THE TASK:
Go over the entries below line by line, copying each one that contains the word "FtpClientError".
[[ GIVEN DATA open ]]
//! User command handlers
//!
//! Dispatches parsed user commands to `FtpClient` and prints the outcome.
//! Errors are reported here and never end the session loop.

use log::{error, info};
use std::io::Write;
use std::path::Path;
use tokio::io::{AsyncBufRead, AsyncBufReadExt};

use crate::client::FtpClient;
use crate::commands::parser::{CommandResult, UserCommand, parse_command};
use crate::error::FtpClientError;
use crate::error::handlers::handle_error;
use crate::protocol::responses::READY;
use crate::protocol::{Command, Reply};

const PROMPT: &str = "ftp> ";

fn print_reply<W: Write>(out: &mut W, reply: &Reply) {
    let _ = writeln!(out, "{}", reply);
}

// Handle a single user command; errors are printed, not returned
pub async fn handle_command<W: Write>(
    client: &mut FtpClient,
    command: UserCommand,
    out: &mut W,
) -> CommandResult {
    match execute(client, command, out).await {
        Ok(result) => result,
        Err(e) => {
            handle_error(&e);
            let _ = writeln!(out, "Error: {}", e);
            CommandResult::Continue
        }
    }
}

async fn execute<W: Write>(
    client: &mut FtpClient,
    command: UserCommand,
    out: &mut W,
) -> Result<CommandResult, FtpClientError> {
    match command {
        UserCommand::Empty => {}
        UserCommand::Open { host, port } => {
            let port = port.unwrap_or(client.config().default_port);
            let greeting = client.connect(&host, port).await?;
            print_reply(out, &greeting);
            if greeting.code() != READY {
                let _ = writeln!(out, "Server is not ready (reply {}).", greeting.code());
            }
        }
        UserCommand::User(name) => {
            client.ensure_connected()?;
            let reply = client.send_command(&Command::USER(name).to_string()).await?;
            print_reply(out, &reply);
        }
        UserCommand::Pass(password) => {
            client.ensure_connected()?;
            let reply = client
                .send_command(&Command::PASS(password).to_string())
                .await?;
            print_reply(out, &reply);
        }
        UserCommand::Dir(path) => {
            client.ensure_connected()?;
            let result = client.list_directory(path.as_deref()).await?;
            if !result.listing.is_empty() {
                let _ = write!(out, "{}", result.listing);
                if !result.listing.ends_with('\n') {
                    let _ = writeln!(out);
                }
            }
            print_reply(out, &result.reply);
        }
        UserCommand::Cd(path) => {
            client.ensure_connected()?;
            let reply = client.change_directory(&path).await?;
            print_reply(out, &reply);
        }
        UserCommand::Get { remote, local } => {
            client.ensure_connected()?;
            let result = client
                .download(&remote, local.as_deref().map(Path::new))
                .await?;
            print_reply(out, &result.reply);
        }
        UserCommand::Put { local, remote } => {
            client.ensure_connected()?;
            let result = client.upload(Path::new(&local), remote.as_deref()).await?;
            print_reply(out, &result.reply);
        }
        UserCommand::Close => {
            client.ensure_connected()?;
            quit_and_report(client, out).await?;
        }
        UserCommand::Quit => {
            if let Err(e) = quit_and_report(client, out).await {
                handle_error(&e);
                let _ = writeln!(out, "Error: {}", e);
            }
            return Ok(CommandResult::Quit);
        }
        UserCommand::Usage(usage) => {
            let _ = writeln!(out, "{}", usage);
        }
        UserCommand::InvalidPort(port) => {
            let _ = writeln!(out, "Invalid port number: {}", port);
        }
        UserCommand::Unknown(verb) => {
            let _ = writeln!(out, "Unknown command: {}", verb);
        }
    }
    Ok(CommandResult::Continue)
}

async fn quit_and_report<W: Write>(
    client: &mut FtpClient,
    out: &mut W,
) -> Result<(), FtpClientError> {
    if let Some(reply) = client.quit().await? {
        print_reply(out, &reply);
        if reply.is_error() {
            let _ = writeln!(
                out,
                "QUIT command reported an error; closing connection anyway."
            );
        }
    }
    Ok(())
}

/// Reads commands from `input` until `quit` or end of input.
///
/// End of input quits the session the same way `quit` does.
pub async fn run_repl<R, W>(client: &mut FtpClient, input: R, out: &mut W)
where
    R: AsyncBufRead + Unpin,
    W: Write,
{
    let mut lines = input.lines();

    loop {
        let _ = write!(out, "{}", PROMPT);
        let _ = out.flush();

        let line = match lines.next_line().await {
            Ok(Some(line)) => line,
            Ok(None) => {
                let _ = writeln!(out);
                break;
            }
            Err(e) => {
                error!("Failed to read input: {}", e);
                break;
            }
        };

        if handle_command(client, parse_command(&line), out).await == CommandResult::Quit {
            info!("Session ended by user");
            return;
        }
    }

    handle_command(client, UserCommand::Quit, out).await;
}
[[ GIVEN DATA closed ]]
ANSWER FOR THE TASK:
use crate::error::FtpClientError;
) -> Result<CommandResult, FtpClientError> {
) -> Result<(), FtpClientError> {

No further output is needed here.